Huda Lutfi (Arabic: هدى لطفي) is a visual artist and cultural historian from Cairo, Egypt. Lutfi's works include paintings, collages, and installations that reflect a diverse style including pharaonic, Coptic, Western, Islamic, and contemporary international.

== Early life and academic career ==
Lutfi was born in Cairo in 1948. She earned a Ph.D. in Islamic Culture and History from McGill University in 1983. Lutfi joined the facility of the Department of Arab and Islamic Civilization at The American University in Cairo in 1983 and retired in 2010.

== Artistic work ==
Lutfi is a self-taught artist whose works are inspired by Cairo and reflect elements of popular culture and political symbols. She lists Effat Nagy, Mona Hatoum, Hieronymus Bosch, Amal Kenawy, Richard Tuttle, and Ghada Amer as influences, among others.

She works with assemblage painting, sculpture, installation, collage, and video. Her work connects modernity and tradition with themes and influence from Coptic, Arab, Indian, European, and Pharaonic images. Her use of texts in Coptic and Arabic have been a point of conversation in Egypt. Her art also centers womanhood within both Western and Arab cultures as a common theme.

Her art has been featured in multiple Townhouse Gallery solo exhibitions such as Found in Cairo (2003) and Cut and Paste (2013). Found in Cairo uses found materials to explore the changing cultural landscape of Cairo. Cut and Paste similarly archives found materials, but serves as a response to the 25 of January Revolution. The 2011 uprisings shook Egypt’s cultural and political landscape. Lutfi partially documents this rapidly changing period in Egypt’s history. Lutfi has also been featured in the significant LACMA group exhibition Women Defining Women.

== Censorship ==
Lutfi’s Exhibition Found in Cairo was publicly advertised using images of shoe molds that Lutfi cleansed and painted with a Sufi inscription. Egyptian officials had a “friendly interrogation” with Lutfi. They did not allow these images to be presented to the public as they believed Lutfi would be in danger. Her inscriptions were interpreted by an anynonymous civilian as disparaging an excerpt from the Quran on shoes. Lutfi explained her intention was to cleanse the shoe moulds (which are not actual shoes) in a meditative exercise. They were allowed to be shown in private and controversial Townhouse Gallery.

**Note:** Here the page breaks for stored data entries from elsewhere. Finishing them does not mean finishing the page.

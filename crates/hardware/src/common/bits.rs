//! Bit-width helpers.
//!
//! Field widths in the controller are configured in bits (1..=64). Every value
//! crossing the request boundary is truncated to its field width with these
//! masks, the way a fixed-width hardware port would drop the upper bits.

/// Returns a mask with the low `width` bits set.
///
/// A width of 0 yields 0; widths of 64 or more yield `u64::MAX`.
///
/// # Arguments
///
/// * `width` - Number of low bits to set.
#[inline(always)]
pub const fn low_mask(width: u32) -> u64 {
    if width == 0 {
        0
    } else if width >= u64::BITS {
        u64::MAX
    } else {
        (1u64 << width) - 1
    }
}

/// Computes `ceil(log2(value))` for a non-zero value.
///
/// `ceil_log2(1) == 0`, `ceil_log2(2) == 1`, `ceil_log2(3) == 2`, `ceil_log2(64) == 6`.
/// Returns 0 for 0 so callers never have to special-case it; configuration
/// validation rejects a zero block size before this matters.
#[inline]
pub const fn ceil_log2(value: u64) -> u32 {
    if value <= 1 {
        0
    } else {
        u64::BITS - (value - 1).leading_zeros()
    }
}
//! Top-level cache controller.
//!
//! The controller owns the line table and drives one request per tick through
//! the request processor. A tick is atomic: the processor decides everything
//! from the start-of-tick table, and the resulting updates are applied in one
//! step before the response is returned.
//!
//! Reset is checked before anything else on a tick and overrides any request
//! sampled with it. The controller starts in reset and leaves it on the first
//! tick without reset asserted; that tick is processed normally.
//!
//! The controller is `Send` but has no interior synchronization. Hosts that
//! share it between threads must serialize calls to [`CacheController::tick`],
//! for example by owning it behind a `Mutex` or inside a single actor.

use tracing::{debug, error, info};

use super::line::{CacheLine, CacheLineTable};
use super::policies::{LruRankPolicy, ReplacementPolicy};
use super::processor::RequestProcessor;
use super::signals::{ControllerState, Request, Response, WriteBack};
use super::staged::StagedUpdates;
use crate::common::error::{ConfigError, InvariantViolation};
use crate::config::{CacheGeometry, Config, GeneralConfig};
use crate::stats::CacheStats;

/// Fully-associative, write-back, write-allocate LRU cache controller.
#[derive(Debug)]
pub struct CacheController {
    geometry: CacheGeometry,
    general: GeneralConfig,
    table: CacheLineTable,
    processor: RequestProcessor,
    staged: StagedUpdates,
    state: ControllerState,
    stats: CacheStats,
}

impl CacheController {
    /// Creates a controller from a full configuration.
    ///
    /// # Errors
    ///
    /// Returns a [`ConfigError`] if the cache geometry is invalid.
    pub fn new(config: &Config) -> Result<Self, ConfigError> {
        let geometry = config.cache.geometry()?;
        Ok(Self::with_geometry(geometry, config.general.clone()))
    }

    /// Creates a controller from an already validated geometry.
    pub fn with_geometry(geometry: CacheGeometry, general: GeneralConfig) -> Self {
        let table = CacheLineTable::new(geometry.capacity);
        let processor = RequestProcessor::new(&geometry, LruRankPolicy::new());
        debug!(
            capacity = geometry.capacity,
            block_size = geometry.block_size,
            offset_width = geometry.offset_width,
            tag_width = geometry.tag_width,
            data_width = geometry.data_width,
            "cache controller created"
        );
        Self {
            staged: StagedUpdates::for_capacity(geometry.capacity),
            geometry,
            general,
            table,
            processor,
            state: ControllerState::Reset,
            stats: CacheStats::default(),
        }
    }

    /// Processes one request and returns the tick's response.
    pub fn tick(&mut self, request: &Request) -> Response {
        self.stats.ticks += 1;

        if request.reset {
            self.reset();
            return Response::default();
        }

        if self.state == ControllerState::Reset {
            self.state = ControllerState::Operating;
            debug!("leaving reset");
        }

        self.staged.clear();
        let (response, outcome) = self
            .processor
            .process(&self.table, request, &mut self.staged);
        debug_assert!(
            self.staged.len() <= StagedUpdates::max_len(self.table.len()),
            "tick staged {} updates",
            self.staged.len()
        );
        self.table.apply(&mut self.staged);
        self.stats.record(request, outcome);

        if self.general.trace_ticks {
            debug!(?request, ?response, ?outcome, "tick");
        }
        self.verify();

        response
    }

    /// Clears every line, restores the initial ranking and enters reset.
    pub fn reset(&mut self) {
        self.table.clear();
        self.processor.policy().reset_ranks(&mut self.table);
        self.staged.clear();
        self.state = ControllerState::Reset;
        self.stats.resets += 1;
        info!(capacity = self.table.len(), "cache reset");
    }

    /// Cleans every modified line and returns the blocks to write back.
    ///
    /// Lines stay valid and keep their ranks. Write-back addresses use offset 0.
    pub fn flush(&mut self) -> Vec<WriteBack> {
        let decoder = *self.processor.decoder();
        let mut write_backs = Vec::new();

        for index in 0..self.table.len() {
            let line = *self.table.line(index);
            if line.needs_write_back() {
                write_backs.push(WriteBack {
                    index,
                    address: decoder.encode(line.tag, 0),
                    data: line.data,
                });
                self.table.mark_clean(index);
            }
        }

        self.stats.flushed_lines += write_backs.len() as u64;
        info!(lines = write_backs.len(), "cache flushed");
        write_backs
    }

    /// Drops every mapping without writing anything back. Ranks are kept.
    ///
    /// Modified data is lost; call [`flush`](Self::flush) first to keep it.
    pub fn invalidate_all(&mut self) {
        for index in 0..self.table.len() {
            self.table.invalidate(index);
        }
        info!("cache invalidated");
    }

    /// Index of the line holding the block of `address`, if resident.
    pub fn find(&self, address: u64) -> Option<usize> {
        let decoded = self.processor.decoder().decode(address);
        self.table.lookup(decoded.tag)
    }

    /// Whether the block holding `address` is resident.
    pub fn contains(&self, address: u64) -> bool {
        self.find(address).is_some()
    }

    /// Verifies the line table invariants.
    ///
    /// # Errors
    ///
    /// Returns the first [`InvariantViolation`] found.
    pub fn check_invariants(&self) -> Result<(), InvariantViolation> {
        self.table.check_invariants()
    }

    /// All lines in index order.
    pub fn lines(&self) -> &[CacheLine] {
        self.table.lines()
    }

    /// The line table.
    pub const fn table(&self) -> &CacheLineTable {
        &self.table
    }

    /// Current operating state.
    pub const fn state(&self) -> ControllerState {
        self.state
    }

    /// Validated geometry.
    pub const fn geometry(&self) -> &CacheGeometry {
        &self.geometry
    }

    /// Statistics gathered since construction.
    pub const fn stats(&self) -> &CacheStats {
        &self.stats
    }

    fn verify(&self) {
        if !(cfg!(debug_assertions) || self.general.check_invariants) {
            return;
        }
        let result = self.table.check_invariants();
        if let Err(violation) = &result {
            error!(%violation, "line table invariant broken");
        }
        debug_assert!(result.is_ok(), "line table invariant broken: {result:?}");
    }
}
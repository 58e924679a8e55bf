//! Common utilities and types used throughout the cache controller model.
//!
//! This module provides the building blocks shared by every component:
//! 1. **Bit Helpers:** Width masks and `ceil(log2)` used to derive field widths.
//! 2. **Error Handling:** Configuration errors and table invariant violations.

/// Bit-width helpers (masks, logarithms).
pub mod bits;

/// Error types for configuration and invariant checking.
pub mod error;

pub use bits::{ceil_log2, low_mask};
pub use error::{ConfigError, InvariantViolation};
//! Controller statistics collection and reporting.
//!
//! This module tracks what the controller did, tick by tick. It provides:
//! 1. **Ticks:** Total, idle, and reset ticks.
//! 2. **Accesses:** Read and write hits and misses, and derived hit rates.
//! 3. **Evictions:** Cold fills, clean drops, dirty write-backs, and flushed lines.

use std::io::{self, Write};

use tracing::warn;

use crate::cache::processor::{Eviction, TickOutcome};
use crate::cache::signals::Request;

/// Controller statistics.
#[derive(Clone, Debug, Default, PartialEq, Eq)]
pub struct CacheStats {
    /// Ticks processed, including reset and idle ticks.
    pub ticks: u64,
    /// Ticks with neither read nor write asserted.
    pub idle_ticks: u64,
    /// Resets, whether requested on a tick or directly.
    pub resets: u64,

    /// Ticks that found the block resident. A read-write tick counts once.
    pub hits: u64,
    /// Ticks that allocated a line. A read-write tick counts once.
    pub misses: u64,

    /// Hits on ticks that asserted read.
    pub read_hits: u64,
    /// Misses on ticks that asserted read.
    pub read_misses: u64,
    /// Hits on ticks that asserted write.
    pub write_hits: u64,
    /// Misses on ticks that asserted write.
    pub write_misses: u64,

    /// Misses that filled a line holding no mapping.
    pub cold_fills: u64,
    /// Misses that dropped an unmodified block.
    pub clean_evictions: u64,
    /// Misses that signalled a write-back.
    pub dirty_evictions: u64,
    /// Lines written back by flushes.
    pub flushed_lines: u64,
}

/// Names of the sections written by [`CacheStats::write_sections`].
pub const STATS_SECTIONS: &[&str] = &["summary", "access", "eviction"];

const HEAVY_RULE: &str = "==========================================================";
const LIGHT_RULE: &str = "----------------------------------------------------------";

impl CacheStats {
    /// All counters at zero.
    pub const fn new() -> Self {
        Self {
            ticks: 0,
            idle_ticks: 0,
            resets: 0,
            hits: 0,
            misses: 0,
            read_hits: 0,
            read_misses: 0,
            write_hits: 0,
            write_misses: 0,
            cold_fills: 0,
            clean_evictions: 0,
            dirty_evictions: 0,
            flushed_lines: 0,
        }
    }

    /// Records the outcome of one processed (non-reset) tick.
    ///
    /// Does not count the tick itself; the controller increments `ticks`.
    pub const fn record(&mut self, request: &Request, outcome: TickOutcome) {
        match outcome {
            TickOutcome::Idle => self.idle_ticks += 1,
            TickOutcome::Hit { .. } => {
                self.hits += 1;
                if request.read {
                    self.read_hits += 1;
                }
                if request.write {
                    self.write_hits += 1;
                }
            }
            TickOutcome::Miss { eviction, .. } => {
                self.misses += 1;
                if request.read {
                    self.read_misses += 1;
                }
                if request.write {
                    self.write_misses += 1;
                }
                match eviction {
                    Eviction::Cold => self.cold_fills += 1,
                    Eviction::Clean => self.clean_evictions += 1,
                    Eviction::Dirty => self.dirty_evictions += 1,
                }
            }
        }
    }

    /// Ticks that asserted read or write.
    pub const fn accesses(&self) -> u64 {
        self.hits + self.misses
    }

    /// Fraction of accesses that hit, or 0 when nothing was accessed.
    pub fn hit_rate(&self) -> f64 {
        ratio(self.hits, self.accesses())
    }

    /// Fraction of reads that hit, or 0 when nothing was read.
    pub fn read_hit_rate(&self) -> f64 {
        ratio(self.read_hits, self.read_hits + self.read_misses)
    }

    /// Fraction of writes that hit, or 0 when nothing was written.
    pub fn write_hit_rate(&self) -> f64 {
        ratio(self.write_hits, self.write_hits + self.write_misses)
    }

    /// Prints the requested report sections to stdout; all sections when empty.
    pub fn print_sections(&self, sections: &[String]) {
        let stdout = io::stdout();
        if let Err(err) = self.write_sections(&mut stdout.lock(), sections) {
            warn!(%err, "failed to print statistics");
        }
    }

    /// Writes the requested report sections to `out`; all sections when empty.
    ///
    /// Section names are those in [`STATS_SECTIONS`]. Unknown names are ignored.
    ///
    /// # Errors
    ///
    /// Returns any error raised by `out`.
    pub fn write_sections(&self, out: &mut impl Write, sections: &[String]) -> io::Result<()> {
        let want = |s: &str| sections.is_empty() || sections.iter().any(|x| x == s);

        if want("summary") {
            writeln!(out, "\n{HEAVY_RULE}")?;
            writeln!(out, "CACHE CONTROLLER STATISTICS")?;
            writeln!(out, "{HEAVY_RULE}")?;
            writeln!(out, "ticks                    {}", self.ticks)?;
            writeln!(out, "ticks.idle               {}", self.idle_ticks)?;
            writeln!(out, "resets                   {}", self.resets)?;
            writeln!(out, "hits                     {}", self.hits)?;
            writeln!(out, "misses                   {}", self.misses)?;
            writeln!(
                out,
                "hit_rate                 {:.2}%",
                self.hit_rate() * 100.0
            )?;
            writeln!(out, "{LIGHT_RULE}")?;
        }
        if want("access") {
            writeln!(out, "ACCESS BREAKDOWN")?;
            writeln!(
                out,
                "  read.hits              {} ({:.2}%)",
                self.read_hits,
                self.read_hit_rate() * 100.0
            )?;
            writeln!(out, "  read.misses            {}", self.read_misses)?;
            writeln!(
                out,
                "  write.hits             {} ({:.2}%)",
                self.write_hits,
                self.write_hit_rate() * 100.0
            )?;
            writeln!(out, "  write.misses           {}", self.write_misses)?;
            writeln!(out, "{LIGHT_RULE}")?;
        }
        if want("eviction") {
            writeln!(out, "EVICTIONS")?;
            writeln!(out, "  fill.cold              {}", self.cold_fills)?;
            writeln!(out, "  evict.clean            {}", self.clean_evictions)?;
            writeln!(out, "  evict.dirty            {}", self.dirty_evictions)?;
            writeln!(out, "  flush.lines            {}", self.flushed_lines)?;
            writeln!(out, "{HEAVY_RULE}")?;
        }
        Ok(())
    }
}

fn ratio(part: u64, whole: u64) -> f64 {
    if whole == 0 {
        0.0
    } else {
        part as f64 / whole as f64
    }
}
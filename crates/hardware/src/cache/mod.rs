//! Fully-Associative Cache Controller.
//!
//! This module models the decision logic of a fixed-capacity, fully-associative
//! write-back cache with exact LRU replacement. Components, leaves first:
//!
//! - [`decoder`]: splits addresses into tag and block offset.
//! - [`line`]: the fixed array of line records that holds all cache state.
//! - [`policies`]: the rank-permutation LRU policy.
//! - [`processor`]: decides a tick's response and state changes.
//! - [`controller`]: owns everything and exposes `tick` and `reset`.
//!
//! The controller never performs memory I/O. It signals dirty evictions for the
//! host to write back and returns a placeholder for read misses.

/// Top-level controller façade.
pub mod controller;

/// Address tag/offset decoding.
pub mod decoder;

/// Cache line records and the line table.
pub mod line;

/// Cache replacement policy implementations.
pub mod policies;

/// Per-tick request processing.
pub mod processor;

/// Request, response and state signals.
pub mod signals;

/// Staged per-tick line updates.
pub mod staged;

pub use controller::CacheController;
pub use decoder::{AddressDecoder, DecodedAddress};
pub use line::{CacheLine, CacheLineTable};
pub use policies::{LruRankPolicy, ReplacementPolicy};
pub use processor::{Eviction, MISS_FILL, RequestProcessor, TickOutcome};
pub use signals::{ControllerState, Request, Response, WriteBack};
pub use staged::{LineUpdate, StagedUpdates};
//! Staged line updates.
//!
//! A tick never mutates the line table while it is still deciding what to do.
//! The request processor and the replacement policy read the start-of-tick
//! table and record every mutation here; the controller applies the whole
//! list at the tick boundary with [`CacheLineTable::apply`].
//!
//! [`CacheLineTable::apply`]: super::line::CacheLineTable::apply

/// A single mutation of one cache line.
#[derive(Clone, Copy, Debug, PartialEq, Eq)]
pub enum LineUpdate {
    /// Overwrite the LRU rank of a line.
    SetRank {
        /// Target line.
        index: usize,
        /// New rank.
        rank: usize,
    },

    /// Overwrite the payload of a resident line.
    Store {
        /// Target line.
        index: usize,
        /// New payload.
        data: u64,
    },

    /// Mark a line as modified.
    MarkDirty {
        /// Target line.
        index: usize,
    },

    /// Install a new block into a line.
    Allocate {
        /// Target line.
        index: usize,
        /// Tag of the incoming block.
        tag: u64,
        /// Whether the incoming block is already modified.
        dirty: bool,
        /// Initial payload.
        data: u64,
    },
}

/// Ordered list of line updates produced by one tick.
///
/// The buffer is sized at construction to hold a full tick (one rank update per
/// line plus the payload updates), so steady-state ticks do not allocate.
#[derive(Clone, Debug, Default)]
pub struct StagedUpdates {
    updates: Vec<LineUpdate>,
}

impl StagedUpdates {
    /// Extra slots beyond the per-line rank updates: an allocate or a
    /// store plus a dirty mark.
    const PAYLOAD_SLOTS: usize = 2;

    /// Most updates a single tick can stage on a `capacity`-line table.
    pub const fn max_len(capacity: usize) -> usize {
        capacity + Self::PAYLOAD_SLOTS
    }

    /// Creates a buffer large enough for any tick on a `capacity`-line table.
    pub fn for_capacity(capacity: usize) -> Self {
        Self {
            updates: Vec::with_capacity(Self::max_len(capacity)),
        }
    }

    /// Records an update.
    #[inline]
    pub fn push(&mut self, update: LineUpdate) {
        self.updates.push(update);
    }

    /// Returns the staged updates in the order they were recorded.
    pub fn as_slice(&self) -> &[LineUpdate] {
        &self.updates
    }

    /// Number of staged updates.
    pub const fn len(&self) -> usize {
        self.updates.len()
    }

    /// Whether nothing has been staged.
    pub const fn is_empty(&self) -> bool {
        self.updates.is_empty()
    }

    /// Drops all staged updates, keeping the allocation.
    pub fn clear(&mut self) {
        self.updates.clear();
    }

    pub(crate) fn drain(&mut self) -> std::vec::Drain<'_, LineUpdate> {
        self.updates.drain(..)
    }
}
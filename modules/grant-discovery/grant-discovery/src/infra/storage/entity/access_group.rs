use sea_orm::entity::prelude::*;

#[derive(Clone, Debug, PartialEq, Eq, DeriveEntityModel)]
#[sea_orm(table_name = "access_groups")]
pub struct Model {
    #[sea_orm(primary_key, auto_increment = false)]
    pub id: i64,
    pub name: String,
    pub list_policy_ids: String,
}

#[derive(Copy, Clone, Debug, EnumIter, DeriveRelation)]
pub enum Relation {}

impl ActiveModelBehavior for ActiveModel {}
//! Run-scoped record of what has already been resolved.

use std::collections::BTreeSet;

use dashmap::{DashMap, DashSet};

/// Coverage marks shared by the passes of one run.
///
/// Only mark/query operations are exposed; the underlying sets stay private.
#[derive(Debug, Default)]
pub struct CoverageCache {
    super_actors: DashSet<i64>,
    granted_actions: DashSet<(i64, i64)>,
    /// Allowed template ids keyed by actor.
    allowed_templates: DashMap<i64, BTreeSet<i64>>,
}

impl CoverageCache {
    #[must_use]
    pub fn new() -> Self {
        Self::default()
    }

    pub fn mark_super(&self, actor_id: i64) {
        self.super_actors.insert(actor_id);
    }

    #[must_use]
    pub fn is_super(&self, actor_id: i64) -> bool {
        self.super_actors.contains(&actor_id)
    }

    pub fn mark_action_granted(&self, actor_id: i64, action_id: i64) {
        self.granted_actions.insert((actor_id, action_id));
    }

    #[must_use]
    pub fn is_action_granted(&self, actor_id: i64, action_id: i64) -> bool {
        self.granted_actions.contains(&(actor_id, action_id))
    }

    pub fn mark_template_allowed(&self, actor_id: i64, template_id: i64) {
        self.allowed_templates
            .entry(actor_id)
            .or_default()
            .insert(template_id);
    }

    #[must_use]
    pub fn is_template_allowed(&self, actor_id: i64, template_id: i64) -> bool {
        self.allowed_templates
            .get(&actor_id)
            .is_some_and(|templates| templates.contains(&template_id))
    }

    /// Snapshot of the templates allowed for one actor.
    #[must_use]
    pub fn allowed_templates(&self, actor_id: i64) -> BTreeSet<i64> {
        self.allowed_templates
            .get(&actor_id)
            .map_or_else(BTreeSet::new, |templates| templates.value().clone())
    }

    /// Super actors in ascending id order.
    #[must_use]
    pub fn super_actors(&self) -> BTreeSet<i64> {
        self.super_actors.iter().map(|id| *id).collect()
    }
}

The same piece was also retracted from a showing of Found in Cairo in Bahrain. Airport officials in the Cairo international airport detained the shipping officials and the piece was subject to inspection by an expert. The investigation was exacerbated by accusations of Coptic conspiracy as the shipping officials were Coptic. Her art was never returned and she faced scrutiny for years despite explaining her intention did not line up with the literalist interpretation.

== Exhibitions ==
Selected solo exhibitions include Women and Memory, American University in Cairo (1996); Cut and Paste, Townhouse Gallery, Cairo (2013); Magnetic Bodies: Imagining the Urban, The Third Line, Dubai (2016); Still, The Third Line, Dubai (2018); When Dreams Call for Silence, Tahrir Cultural Center, Cairo (2019); Healing Devices, Dallas Museum of Art, Texas (2021); and Our Black Thread, Gypsum Gallery, Cairo (2021).

Lutfi has also participated in various group exhibitions, including Women Defining Women in Contemporary Art of the Middle East and Beyond, Los Angeles County Museum of Art, Los Angeles (2023); History Leads to Twisted Mountains, ARDforart, Cairo (2022); Reflections contemporary art of the Middle East and North Africa, The British Museum, London (2021); There is Fiction in The Space Between, The Third Line, Dubai (2020); Occupational Hazards, Apexarts, New York (2019); Tell me the Story of all These Things, Villa Vassilieff, Paris (2017); The Turn: Art Practices in Post-Spring Societies, Kunstraum Niederoesterreich, Vienna (2016); La Bienal del Sur, Caracas (2015); Terms & Conditions, Singapore Art Museum, Singapore (2013); and My World Images, Festival For Contemporary Art, Copenhagen (2010).